== Data for review ==

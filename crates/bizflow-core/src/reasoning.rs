use crate::agent::HistoryEntry;
use crate::BizflowResult;
use async_trait::async_trait;
use serde::{Deserialize, Serialize};
use std::collections::HashMap;

/// Rough size estimate of a plan, shown to the reviewer.
#[derive(Debug, Clone, Copy, PartialEq, Eq, Serialize, Deserialize)]
#[serde(rename_all = "lowercase")]
pub enum Complexity {
    Simple,
    Moderate,
    Complex,
}

impl Complexity {
    /// Estimate from the number of agents in a sequence.
    pub fn from_len(len: usize) -> Self {
        match len {
            0..=2 => Complexity::Simple,
            3..=4 => Complexity::Moderate,
            _ => Complexity::Complex,
        }
    }

    /// Lenient parse of a model-provided label.
    pub fn parse_label(s: &str) -> Option<Self> {
        match s.trim().to_lowercase().as_str() {
            "simple" | "low" => Some(Complexity::Simple),
            "moderate" | "medium" => Some(Complexity::Moderate),
            "complex" | "high" => Some(Complexity::Complex),
            _ => None,
        }
    }
}

/// Input to a reasoning call.
#[derive(Debug, Clone, Copy)]
pub struct PlanRequest<'a> {
    pub task_description: &'a str,
    /// Every prior execution, so a replan can avoid repeating what failed.
    pub history: &'a [HistoryEntry],
    /// Feedback of the rejection that triggered this proposal.
    pub feedback: Option<&'a str>,
}

/// Unvalidated proposal, exactly as the reasoning backend returned it.
#[derive(Debug, Clone, Default, PartialEq, Serialize, Deserialize)]
pub struct RawProposal {
    pub sequence: Vec<String>,
    #[serde(default)]
    pub rationale: HashMap<String, String>,
    #[serde(default)]
    pub confidence: f32,
    #[serde(default)]
    pub complexity: Option<String>,
}

/// The reasoning interface: task in, ranked agent list out.
///
/// Best-effort. The planner validates everything it returns.
#[async_trait]
pub trait Reasoner: Send + Sync {
    async fn propose(&self, request: PlanRequest<'_>) -> BizflowResult<RawProposal>;
}

#[cfg(test)]
mod tests {
    use super::*;

    #[test]
    fn test_complexity_from_len() {
        assert_eq!(Complexity::from_len(1), Complexity::Simple);
        assert_eq!(Complexity::from_len(3), Complexity::Moderate);
        assert_eq!(Complexity::from_len(5), Complexity::Complex);
    }

    #[test]
    fn test_complexity_labels() {
        assert_eq!(Complexity::parse_label("HIGH"), Some(Complexity::Complex));
        assert_eq!(Complexity::parse_label("moderate"), Some(Complexity::Moderate));
        assert_eq!(Complexity::parse_label("??"), None);
    }
}
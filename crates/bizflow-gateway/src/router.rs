use crate::connection::ConnectionManager;
use bizflow_core::{ApprovalKind, ApprovalResponse, BizflowError, BizflowResult};
use bizflow_orchestrator::{Orchestrator, RespondOutcome, WorkflowState};
use serde::{Deserialize, Serialize};
use std::sync::Arc;
use tracing::{info, warn};
use uuid::Uuid;

/// Messages a reviewer client sends over the WebSocket.
#[derive(Debug, Deserialize)]
#[serde(tag = "type", rename_all = "snake_case")]
pub enum InboundMessage {
    SubmitTask {
        user_id: String,
        task_description: String,
    },
    ApprovalResponse(ApprovalResponse),
    Cancel {
        workflow_id: Uuid,
    },
    GetWorkflow {
        workflow_id: Uuid,
    },
}

/// An open gate, as shown in a workflow snapshot.
#[derive(Debug, Serialize, Deserialize)]
pub struct PendingApproval {
    pub request_id: String,
    pub kind: ApprovalKind,
}

/// Direct replies to a single connection. Workflow events are broadcast
/// separately by the [`ConnectionManager`].
#[derive(Debug, Serialize)]
#[serde(tag = "type", rename_all = "snake_case")]
pub enum OutboundMessage {
    WorkflowSubmitted {
        workflow_id: Uuid,
    },
    ApprovalAck {
        request_id: String,
        delivered: bool,
    },
    CancelAck {
        workflow_id: Uuid,
    },
    WorkflowSnapshot {
        workflow: WorkflowState,
        pending_approvals: Vec<PendingApproval>,
    },
    Error {
        code: String,
        message: String,
        #[serde(skip_serializing_if = "Option::is_none")]
        request_id: Option<String>,
    },
}

impl OutboundMessage {
    fn error(err: &BizflowError, request_id: Option<String>) -> Self {
        OutboundMessage::Error {
            code: err.code().to_string(),
            message: err.to_string(),
            request_id,
        }
    }
}

/// Routes inbound messages to the orchestrator and replies to the sender.
pub struct MessageRouter {
    orchestrator: Arc<Orchestrator>,
    connections: Arc<ConnectionManager>,
}

impl MessageRouter {
    pub fn new(orchestrator: Arc<Orchestrator>, connections: Arc<ConnectionManager>) -> Self {
        Self {
            orchestrator,
            connections,
        }
    }

    /// Handle one raw text frame from a connection.
    pub async fn handle_text(&self, text: &str, connection_id: Uuid) -> BizflowResult<()> {
        let reply = match serde_json::from_str::<InboundMessage>(text) {
            Ok(msg) => self.dispatch(msg).await,
            Err(e) => {
                warn!(connection_id = %connection_id, error = %e, "Rejected malformed message");
                OutboundMessage::Error {
                    code: "invalid_message".into(),
                    message: e.to_string(),
                    request_id: None,
                }
            }
        };
        let json = serde_json::to_string(&reply)?;
        self.connections.send_to(connection_id, &json).await;
        Ok(())
    }

    /// Execute a parsed message and build the reply.
    pub async fn dispatch(&self, msg: InboundMessage) -> OutboundMessage {
        match msg {
            InboundMessage::SubmitTask {
                user_id,
                task_description,
            } => match self.orchestrator.submit(&user_id, &task_description).await {
                Ok(handle) => {
                    info!(workflow_id = %handle.workflow_id, user_id = %user_id, "Task submitted via gateway");
                    OutboundMessage::WorkflowSubmitted {
                        workflow_id: handle.workflow_id,
                    }
                }
                Err(e) => OutboundMessage::error(&e, None),
            },
            InboundMessage::ApprovalResponse(response) => {
                let request_id = response.request_id.clone();
                match self.orchestrator.respond(response).await {
                    Ok(outcome) => OutboundMessage::ApprovalAck {
                        request_id,
                        delivered: outcome == RespondOutcome::Delivered,
                    },
                    Err(e) => OutboundMessage::error(&e, Some(request_id)),
                }
            }
            InboundMessage::Cancel { workflow_id } => {
                match self.orchestrator.cancel(workflow_id).await {
                    Ok(()) => OutboundMessage::CancelAck { workflow_id },
                    Err(e) => OutboundMessage::error(&e, None),
                }
            }
            InboundMessage::GetWorkflow { workflow_id } => {
                match self.workflow_view(workflow_id).await {
                    Ok((workflow, pending_approvals)) => OutboundMessage::WorkflowSnapshot {
                        workflow,
                        pending_approvals,
                    },
                    Err(e) => OutboundMessage::error(&e, None),
                }
            }
        }
    }

    /// Live snapshot, or the journal replay for workflows this process no
    /// longer (or never) held.
    pub async fn workflow_view(
        &self,
        workflow_id: Uuid,
    ) -> BizflowResult<(WorkflowState, Vec<PendingApproval>)> {
        let state = match self.orchestrator.snapshot(workflow_id).await {
            Some(state) => state,
            None => self.orchestrator.recover(workflow_id).await?,
        };
        let pending = self
            .orchestrator
            .pending_approvals(workflow_id)
            .await
            .into_iter()
            .map(|(request_id, kind)| PendingApproval { request_id, kind })
            .collect();
        Ok((state, pending))
    }
}

#[cfg(test)]
#[allow(clippy::unwrap_used, clippy::expect_used)]
mod tests {
    use super::*;

    #[test]
    fn test_inbound_approval_response_shape() {
        let msg: InboundMessage = serde_json::from_str(
            r#"{"type":"approval_response","request_id":"r1","approved":false,
                "feedback":"redo","revision_type":"specific_agents","target_agents":["crm"]}"#,
        )
        .unwrap();
        match msg {
            InboundMessage::ApprovalResponse(r) => {
                assert_eq!(r.request_id, "r1");
                assert!(!r.approved);
                assert_eq!(r.target_agents.unwrap(), vec!["crm".to_string()]);
            }
            other => panic!("unexpected {other:?}"),
        }
    }

    #[test]
    fn test_error_reply_carries_code() {
        let reply = OutboundMessage::error(
            &BizflowError::InvalidRevision("unknown agent 'hr'".into()),
            Some("r9".into()),
        );
        let json = serde_json::to_value(&reply).unwrap();
        assert_eq!(json["type"], "error");
        assert_eq!(json["code"], "invalid_revision_request");
        assert_eq!(json["request_id"], "r9");
    }
}
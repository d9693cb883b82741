//! LLM-backed collaborators for the bizflow orchestrator.
//!
//! [`LlmReasoner`] proposes agent sequences and [`LlmAgent`] runs a single
//! agent, both through an [`LlmBackend`] (the Claude Messages API by default).
//! [`OfflineAgent`] stands in for every agent when no model is configured.

pub mod config;
pub mod llm;
pub mod offline;
pub mod profiles;
pub mod reasoner;
pub mod worker;

pub use config::ModelConfig;
pub use llm::{ClaudeBackend, LlmBackend};
pub use offline::OfflineAgent;
pub use profiles::AgentProfile;
pub use reasoner::LlmReasoner;
pub use worker::LlmAgent;

use bizflow_core::{Agent, AgentId};
use std::sync::Arc;

/// One agent per known id: model-backed when a backend is given, offline otherwise.
pub fn default_agents(backend: Option<Arc<dyn LlmBackend>>) -> Vec<Arc<dyn Agent>> {
    AgentId::ALL
        .iter()
        .map(|id| -> Arc<dyn Agent> {
            match &backend {
                Some(b) => Arc::new(LlmAgent::new(*id, Arc::clone(b))),
                None => Arc::new(OfflineAgent::new(*id)),
            }
        })
        .collect()
}
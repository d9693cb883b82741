use bizflow_core::{
    AgentId, ApprovalKind, ApprovalResponse, BizflowError, BizflowResult, Decision, Notification,
    Notifier, WorkflowEvent,
};
use std::collections::HashMap;
use std::sync::Arc;
use std::time::Duration;
use tokio::sync::{oneshot, RwLock};
use tokio_util::sync::CancellationToken;
use tracing::{info, warn};
use uuid::Uuid;

/// A gate waiting for its response.
struct PendingApproval {
    workflow_id: Uuid,
    kind: ApprovalKind,
    /// Agents a targeted revision may name.
    allowed_targets: Vec<AgentId>,
    tx: oneshot::Sender<Decision>,
}

/// What happened to an inbound response.
#[derive(Debug, Clone, Copy, PartialEq, Eq)]
pub enum RespondOutcome {
    /// Delivered to the waiting workflow.
    Delivered,
    /// The gate was already resolved or never existed.
    Ignored,
}

/// Suspends workflows at a gate until a human responds, the window elapses,
/// or the workflow is cancelled.
///
/// Each request id resolves at most once. Responses arriving after that are
/// logged and dropped.
pub struct ApprovalGate {
    pending: RwLock<HashMap<String, PendingApproval>>,
    /// Request ids already resolved, by workflow.
    resolved: RwLock<HashMap<String, Uuid>>,
    notifier: Arc<dyn Notifier>,
    timeout: Duration,
}

impl ApprovalGate {
    pub fn new(notifier: Arc<dyn Notifier>, timeout: Duration) -> Self {
        Self {
            pending: RwLock::new(HashMap::new()),
            resolved: RwLock::new(HashMap::new()),
            notifier,
            timeout,
        }
    }

    /// Open a gate and wait for its decision.
    ///
    /// `event` builds the request notification from the generated request
    /// id. An elapsed window resolves to [`Decision::timeout`]; cancellation
    /// resolves to [`BizflowError::Cancelled`].
    pub async fn request(
        &self,
        workflow_id: Uuid,
        kind: ApprovalKind,
        allowed_targets: Vec<AgentId>,
        event: impl FnOnce(&str) -> WorkflowEvent + Send,
        cancel: &CancellationToken,
    ) -> BizflowResult<Decision> {
        let request_id = Uuid::new_v4().to_string();
        let (tx, mut rx) = oneshot::channel();

        self.pending.write().await.insert(
            request_id.clone(),
            PendingApproval {
                workflow_id,
                kind,
                allowed_targets,
                tx,
            },
        );

        info!(
            workflow_id = %workflow_id,
            request_id = %request_id,
            gate = %kind,
            "Approval requested"
        );

        let notification = Notification::new(workflow_id, event(&request_id));
        if let Err(e) = self.notifier.notify(&notification).await {
            warn!(
                workflow_id = %workflow_id,
                request_id = %request_id,
                error = %e,
                "Failed to deliver approval request"
            );
        }

        tokio::select! {
            _ = cancel.cancelled() => {
                self.settle(&request_id, workflow_id).await;
                info!(workflow_id = %workflow_id, request_id = %request_id, "Approval cancelled");
                Err(BizflowError::Cancelled)
            }
            received = tokio::time::timeout(self.timeout, &mut rx) => match received {
                Ok(Ok(decision)) => Ok(decision),
                Ok(Err(_)) => {
                    self.settle(&request_id, workflow_id).await;
                    Err(BizflowError::Cancelled)
                }
                Err(_) => {
                    if !self.settle(&request_id, workflow_id).await {
                        // A response won the race against the timer.
                        if let Ok(decision) = rx.try_recv() {
                            return Ok(decision);
                        }
                    }
                    warn!(
                        workflow_id = %workflow_id,
                        request_id = %request_id,
                        timeout_secs = self.timeout.as_secs(),
                        "Approval timed out"
                    );
                    Ok(Decision::timeout(request_id))
                }
            },
        }
    }

    /// Remove the pending entry and mark the id resolved. Returns whether the
    /// entry was still pending.
    async fn settle(&self, request_id: &str, workflow_id: Uuid) -> bool {
        let removed = self.pending.write().await.remove(request_id).is_some();
        self.resolved
            .write()
            .await
            .insert(request_id.to_string(), workflow_id);
        removed
    }

    /// Deliver a human response.
    ///
    /// The response is validated against its gate first; an invalid one is
    /// returned as an error and the gate stays open.
    pub async fn respond(&self, response: ApprovalResponse) -> BizflowResult<RespondOutcome> {
        let mut pending = self.pending.write().await;
        let Some(entry) = pending.get(&response.request_id) else {
            drop(pending);
            if self.resolved.read().await.contains_key(&response.request_id) {
                warn!(request_id = %response.request_id, "Ignoring response for resolved approval");
            } else {
                warn!(request_id = %response.request_id, "Ignoring response for unknown approval");
            }
            return Ok(RespondOutcome::Ignored);
        };

        let decision = response.validate(entry.kind, &entry.allowed_targets)?;
        let Some(entry) = pending.remove(&response.request_id) else {
            return Ok(RespondOutcome::Ignored);
        };

        info!(
            workflow_id = %entry.workflow_id,
            request_id = %response.request_id,
            gate = %entry.kind,
            approved = decision.approved,
            "Approval response received"
        );

        // Send before releasing `pending`: a waiter whose window elapsed
        // meanwhile finds the entry gone and the decision in its channel.
        let delivered = entry.tx.send(decision).is_ok();
        self.resolved
            .write()
            .await
            .insert(response.request_id.clone(), entry.workflow_id);
        drop(pending);

        if !delivered {
            warn!(request_id = %response.request_id, "Approval waiter already gone");
            return Ok(RespondOutcome::Ignored);
        }
        Ok(RespondOutcome::Delivered)
    }

    /// Open gates of a workflow, as `(request_id, kind)`.
    pub async fn pending_for(&self, workflow_id: Uuid) -> Vec<(String, ApprovalKind)> {
        self.pending
            .read()
            .await
            .iter()
            .filter(|(_, p)| p.workflow_id == workflow_id)
            .map(|(id, p)| (id.clone(), p.kind))
            .collect()
    }

    pub async fn pending_count(&self) -> usize {
        self.pending.read().await.len()
    }

    /// Drop the resolved-id bookkeeping of a finished workflow.
    pub async fn forget(&self, workflow_id: Uuid) {
        self.resolved
            .write()
            .await
            .retain(|_, wid| *wid != workflow_id);
    }
}

#[cfg(test)]
#[allow(clippy::unwrap_used, clippy::expect_used)]
mod tests {
    use super::*;
    use crate::notify::BroadcastNotifier;
    use bizflow_core::RevisionRequest;

    fn gate(timeout: Duration) -> (Arc<ApprovalGate>, Arc<BroadcastNotifier>) {
        let notifier = Arc::new(BroadcastNotifier::new(16));
        (
            Arc::new(ApprovalGate::new(notifier.clone(), timeout)),
            notifier,
        )
    }

    fn completed(request_id: &str) -> WorkflowEvent {
        WorkflowEvent::FinalResultsApprovalRequest {
            request_id: request_id.to_string(),
            iteration: 1,
            results: Default::default(),
            summary: String::new(),
        }
    }

    /// Open a result gate in the background and return the request id.
    async fn open(
        gate: &Arc<ApprovalGate>,
        notifier: &BroadcastNotifier,
        cancel: CancellationToken,
    ) -> (String, tokio::task::JoinHandle<BizflowResult<Decision>>) {
        let mut rx = notifier.subscribe();
        let g = gate.clone();
        let handle = tokio::spawn(async move {
            g.request(
                Uuid::new_v4(),
                ApprovalKind::Result,
                vec![AgentId::Coordinator, AgentId::Invoice],
                completed,
                &cancel,
            )
            .await
        });
        let request_id = match rx.recv().await.unwrap().event {
            WorkflowEvent::FinalResultsApprovalRequest { request_id, .. } => request_id,
            other => panic!("unexpected {other:?}"),
        };
        (request_id, handle)
    }

    #[tokio::test]
    async fn test_response_resolves_gate() {
        let (gate, notifier) = gate(Duration::from_secs(60));
        let (id, handle) = open(&gate, &notifier, CancellationToken::new()).await;

        let outcome = gate.respond(ApprovalResponse::approve(&id)).await.unwrap();
        assert_eq!(outcome, RespondOutcome::Delivered);
        let decision = handle.await.unwrap().unwrap();
        assert!(decision.approved);
        assert_eq!(gate.pending_count().await, 0);
    }

    #[tokio::test]
    async fn test_duplicate_response_is_ignored() {
        let (gate, notifier) = gate(Duration::from_secs(60));
        let (id, handle) = open(&gate, &notifier, CancellationToken::new()).await;

        gate.respond(ApprovalResponse::approve(&id)).await.unwrap();
        let second = gate
            .respond(ApprovalResponse::reject(&id, Some("changed my mind")))
            .await
            .unwrap();
        assert_eq!(second, RespondOutcome::Ignored);
        assert!(handle.await.unwrap().unwrap().approved);
    }

    #[tokio::test]
    async fn test_invalid_response_keeps_gate_open() {
        let (gate, notifier) = gate(Duration::from_secs(60));
        let (id, handle) = open(&gate, &notifier, CancellationToken::new()).await;

        let mut bad = ApprovalResponse::reject(&id, None);
        bad.target_agents = Some(vec!["crm".into()]);
        let err = gate.respond(bad).await.unwrap_err();
        assert_eq!(err.code(), "invalid_revision_request");
        assert_eq!(gate.pending_count().await, 1);

        let mut good = ApprovalResponse::reject(&id, Some("redo invoices"));
        good.target_agents = Some(vec!["invoice".into()]);
        gate.respond(good).await.unwrap();
        let decision = handle.await.unwrap().unwrap();
        assert_eq!(
            decision.revision,
            Some(RevisionRequest::SpecificAgents(vec![AgentId::Invoice]))
        );
    }

    #[tokio::test(start_paused = true)]
    async fn test_timeout_resolves_to_rejection() {
        let (gate, notifier) = gate(Duration::from_secs(30));
        let (id, handle) = open(&gate, &notifier, CancellationToken::new()).await;

        let decision = handle.await.unwrap().unwrap();
        assert!(decision.timed_out);
        assert!(!decision.approved);
        assert_eq!(decision.feedback.as_deref(), Some("timeout"));

        let late = gate.respond(ApprovalResponse::approve(&id)).await.unwrap();
        assert_eq!(late, RespondOutcome::Ignored);
    }

    #[tokio::test(flavor = "multi_thread", worker_threads = 4)]
    async fn test_response_at_deadline_agrees_with_waiter() {
        for _ in 0..50 {
            let (gate, notifier) = gate(Duration::from_millis(10));
            let (id, handle) = open(&gate, &notifier, CancellationToken::new()).await;

            let g = gate.clone();
            let responder = tokio::spawn(async move {
                tokio::time::sleep(Duration::from_millis(10)).await;
                g.respond(ApprovalResponse::approve(&id)).await.unwrap()
            });

            let decision = handle.await.unwrap().unwrap();
            let outcome = responder.await.unwrap();
            match outcome {
                RespondOutcome::Delivered => {
                    assert!(decision.approved);
                    assert!(!decision.timed_out);
                }
                RespondOutcome::Ignored => assert!(decision.timed_out),
            }
            assert_eq!(gate.pending_count().await, 0);
        }
    }

    #[tokio::test]
    async fn test_cancel_resolves_waiter() {
        let (gate, notifier) = gate(Duration::from_secs(60));
        let cancel = CancellationToken::new();
        let (_id, handle) = open(&gate, &notifier, cancel.clone()).await;

        cancel.cancel();
        let err = handle.await.unwrap().unwrap_err();
        assert_eq!(err.code(), "cancelled");
        assert_eq!(gate.pending_count().await, 0);
    }

    #[tokio::test]
    async fn test_unknown_request_is_ignored() {
        let (gate, _notifier) = gate(Duration::from_secs(60));
        let outcome = gate
            .respond(ApprovalResponse::approve("no-such-request"))
            .await
            .unwrap();
        assert_eq!(outcome, RespondOutcome::Ignored);
    }
}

== Exercise requirements ==
Copy each line of the records that has "RawProposal" in it.

== Task result ==
pub struct RawProposal {
    async fn propose(&self, request: PlanRequest<'_>) -> BizflowResult<RawProposal>;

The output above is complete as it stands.